IPs in Mindanao (Kalumaran) Sprecher Kerlan Fanagel.

Manila, Philippinen – Die Zahl der politischen Morde und Gräueltaten in Mindanao hat sich multipliziert, seit Präsident Rodrigo Duterte das Kriegsrecht verkündete, so eine Koalition indigener Stämme.

Auf einem Forum, das ein Jahr nach der Verhängung des Kriegsrechts stattfand, sagte der Sprecher von Katawhang Lumad Sa Mindanao (Kalumaran), Kerlan Fanagel, am Mittwoch, 23. Mai 2018, dass seit dem Amtsantritt von Präsident Duterte im Jahr 2016 130 politische Morde registriert wurden.

Unter Berufung auf eine kürzlich abgeschlossene Erkundungsmission sagte Fanagel, dass mindestens 72 der Morde stattfanden, als Mindanao unter das Kriegsrecht gestellt wurde.

Mit den Ergebnissen sagte er, dass die Zahl der politischen Morde in diesem Zeitraum um 121 Prozent gestiegen ist.

Der Stammesführer sagte auch, dass 37 der 130 getöteten Menschen Lumaden waren.

Abgesehen von mutmaßlichen Tötungen, sagte Fanagel, die Fact-Finding-Mission sammelte auch Daten über zahlreiche Greueltaten, von denen er sagte, dass sie mit der Regierung, den angeblichen Missbrauch durch ihre Streitkräfte und ihre wirtschaftlichen Interessen verbunden seien.

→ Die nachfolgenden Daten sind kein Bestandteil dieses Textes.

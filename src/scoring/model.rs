use std::sync::Arc;

use anyhow::Result;
use serde::{Deserialize, Serialize};

use crate::models::FEATURE_COUNT;
use crate::scoring::features::FeatureVector;

/// Swappable breakdown-probability model. The engine treats it as a black box
/// that may fail; the scorer substitutes a fallback when it does.
pub trait RiskModel: Send {
    /// Probability of an attention breakdown. Out-of-range values are clipped by the caller.
    fn predict(&self, features: &FeatureVector) -> Result<f64>;

    /// Signed per-feature contribution to the prediction, in feature order.
    fn contributions(&self, features: &FeatureVector) -> Result<[f64; FEATURE_COUNT]>;

    /// Ground-truth outcome for `features`. Models that do not adapt ignore it.
    fn record_feedback(&mut self, _features: &FeatureVector, _actual_breakdown: bool) {}

    fn name(&self) -> &str {
        "external"
    }
}

/// Builds one model per session so sessions never share mutable model state.
pub type ModelFactory = Arc<dyn Fn() -> Box<dyn RiskModel> + Send + Sync>;

pub fn baseline_factory() -> ModelFactory {
    Arc::new(|| Box::new(LogisticModel::baseline()) as Box<dyn RiskModel>)
}

pub fn sigmoid(x: f64) -> f64 {
    1.0 / (1.0 + (-x).exp())
}

/// Linear-logistic model; the default when no trained model is plugged in.
#[derive(Debug, Clone, Serialize, Deserialize, PartialEq)]
pub struct LogisticModel {
    pub bias: f64,
    pub weights: [f64; FEATURE_COUNT],
}

impl Default for LogisticModel {
    fn default() -> Self {
        Self::baseline()
    }
}

impl LogisticModel {
    /// Every weight on instability, drift, fatigue and ECN deficit is positive,
    /// so risk rises monotonically with each of them.
    pub fn baseline() -> Self {
        Self {
            bias: -3.0,
            weights: [2.5, 2.0, 1.5, 1.5, 1.0, 0.5, 0.3],
        }
    }

    pub fn logit(&self, features: &FeatureVector) -> f64 {
        self.bias
            + self
                .weights
                .iter()
                .zip(features.values())
                .map(|(w, x)| w * x)
                .sum::<f64>()
    }
}

impl RiskModel for LogisticModel {
    fn predict(&self, features: &FeatureVector) -> Result<f64> {
        Ok(sigmoid(self.logit(features)))
    }

    fn contributions(&self, features: &FeatureVector) -> Result<[f64; FEATURE_COUNT]> {
        let mut out = [0.0; FEATURE_COUNT];
        for (slot, (w, x)) in out
            .iter_mut()
            .zip(self.weights.iter().zip(features.values()))
        {
            *slot = w * x;
        }
        Ok(out)
    }

    fn name(&self) -> &str {
        "logistic-baseline"
    }
}

#[cfg(test)]
mod tests {
    use super::*;
    use crate::models::{LatentState, NetworkState};

    fn vector(i: f64, d: f64, f: f64, ecn: f64) -> FeatureVector {
        FeatureVector::assemble(
            &LatentState::new(i, d, f),
            &LatentState::new(i, d, f),
            &NetworkState {
                ecn,
                ..Default::default()
            },
            0.0,
        )
    }

    #[test]
    fn quiet_state_is_low_risk() {
        let model = LogisticModel::baseline();
        let risk = model.predict(&vector(0.0, 0.0, 0.0, 1.0)).unwrap();
        assert!(risk < 0.05);
    }

    #[test]
    fn risk_is_monotonic_in_each_state_signal() {
        let model = LogisticModel::baseline();
        let base = model.predict(&vector(0.3, 0.3, 0.3, 0.7)).unwrap();
        assert!(model.predict(&vector(0.5, 0.3, 0.3, 0.7)).unwrap() > base);
        assert!(model.predict(&vector(0.3, 0.5, 0.3, 0.7)).unwrap() > base);
        assert!(model.predict(&vector(0.3, 0.3, 0.5, 0.7)).unwrap() > base);
        assert!(model.predict(&vector(0.3, 0.3, 0.3, 0.5)).unwrap() > base);
    }

    #[test]
    fn contributions_are_weight_times_value() {
        let model = LogisticModel::baseline();
        let contributions = model.contributions(&vector(0.4, 0.0, 0.2, 1.0)).unwrap();
        assert!((contributions[0] - 1.0).abs() < 1e-9);
        assert_eq!(contributions[1], 0.0);
        assert!((contributions[2] - 0.3).abs() < 1e-9);
    }

    #[test]
    fn factory_builds_independent_models() {
        let factory = baseline_factory();
        let a = factory();
        let b = factory();
        assert_eq!(a.name(), "logistic-baseline");
        assert_eq!(b.name(), "logistic-baseline");
    }
}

Fanagel hat klargestellt, dass am Donnerstag ein detaillierter Bericht veröffentlicht wird.

Fanagel gab die ersten Daten bekannt, als er vor dem „Never Again“ -Staat für Kriegsrecht in Quezon City sprach, das von der College Editors Guild of the Philippines (CEGP) organisiert wurde.